Por todo ello, los avances conseguidos en los dos primeros años de la II República permitieron a los moderados sostener la confrontación en los partidos políticos izquierdistas y sindicales, mientras que el retroceso en los siguientes dos años fue determinante para la radicalización de la izquierda y el auge de sectores cada vez más tendentes a posiciones violentas o autoritarias, lo que a su vez fue esencial para lo que aconteció en 1936 tras la victoria del Frente Popular. Y, sobre todo, para impulsar y hasta legitimar el sabotaje institucional de la derecha, cada vez más antidemocrática y antirrepublicana y cada vez más cercana al golpe militar. Un círculo vicioso, una corriente de Coriolis que movilizó a todos los sectores hacia una radicalización que terminó dinamitando la II República con una guerra, principalmente deseada por la derecha española, la gran perdedora de las elecciones de 1936. Ello a pesar de la violenta presión que impuso, o precisamente por ello, ya que llegaron a ser perseguidos ciudadanos por leer diarios socialistas o por repartir propaganda de izquierda e incluso fueron tiroteados oradores de mítines del Frente Popular, e interventores de izquierdas tuvieron que firmar actas electorales falsas a la fuerza.

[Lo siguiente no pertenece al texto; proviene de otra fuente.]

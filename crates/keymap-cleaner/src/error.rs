//! Error types for keymap cleaning operations

use thiserror::Error;

/// Errors raised when a document does not have the keybindings shape
#[derive(Debug, Clone, PartialEq, Eq, Error)]
pub enum ParseError {
    #[error("{0}")]
    InvalidJson(String),

    #[error("expected a top-level array of keybinding objects, found {0}")]
    NotAnArray(&'static str),

    #[error("keybinding at index {index} is not an object (found {found})")]
    EntryNotObject { index: usize, found: &'static str },

    #[error("keybinding at index {index}: {message}")]
    InvalidEntry { index: usize, message: String },
}

/// Errors raised while collecting command identifiers from the host
#[derive(Debug, Clone, Error)]
pub enum RegistryError {
    #[error("Command source '{source_name}' failed: {reason}")]
    SourceFailed { source_name: String, reason: String },

    #[error("Extension manifest for '{extension}' is malformed: {reason}")]
    MalformedManifest { extension: String, reason: String },

    #[error("No command source could be read")]
    NoSources,
}

/// Errors raised by the host edit surface
#[derive(Debug, Error)]
pub enum HostError {
    #[error("Save failed for {uri}: {reason}")]
    SaveFailed { uri: String, reason: String },

    #[error("Document not available: {0}")]
    DocumentUnavailable(String),
}

/// Errors raised when applying a planned edit to document text
#[derive(Debug, Clone, PartialEq, Eq, Error)]
pub enum FixError {
    #[error("Edit range {start}..{end} is out of bounds for a document of {len} bytes")]
    OutOfBounds { start: usize, end: usize, len: usize },

    #[error("Edit range {start}..{end} does not fall on character boundaries")]
    NotCharBoundary { start: usize, end: usize },
}

/// Errors raised while loading configuration
#[derive(Debug, Error)]
pub enum ConfigError {
    #[error("Parse error: {0}")]
    Parse(String),

    #[error("Validation error: {0}")]
    Validation(String),

    #[error("Serialization error: {0}")]
    Serialization(String),
}

/// Errors surfaced by the cleaner engine
#[derive(Debug, Error)]
pub enum CleanerError {
    #[error("Parse error: {0}")]
    ParseError(#[from] ParseError),

    #[error("Registry error: {0}")]
    RegistryError(#[from] RegistryError),

    #[error("Host error: {0}")]
    HostError(#[from] HostError),

    #[error("Fix error: {0}")]
    FixError(#[from] FixError),

    #[error("Configuration error: {0}")]
    ConfigError(#[from] ConfigError),

    #[error("Serialization error: {0}")]
    SerializationError(String),
}

/// Result type for engine operations
pub type Result<T> = std::result::Result<T, CleanerError>;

Fue la frustración un elemento clave en la radicalización de la izquierda. Frustración debida a que los propietarios pretendían jornadas interminables por cada vez menos salario, o incluso no pagar, lo que provocó innumerables denuncias en los sindicatos socialistas y anarquistas; porque aquellos que estuvieron afiliados a organizaciones sindicales no patronales, tanto más sus cabecillas, no fueron contratados; porque los propietarios crearon sindicatos afines y presionaron para que los trabajadores se afiliasen a ellos, aunque fuera en condiciones miserables, obligándolos a elegir entre miseria o nada. En definitiva, fueron las persecuciones, las amenazas y las marginaciones, junto al desmantelamiento e incumplimiento de la legislación, especialmente la laboral, las razones del aumento de la fragmentación social y la radicalización en la izquierda, lo que empeoró con el aumento del desempleo, al que la II República no fue capaz de aportar solución, y la pobreza extrema.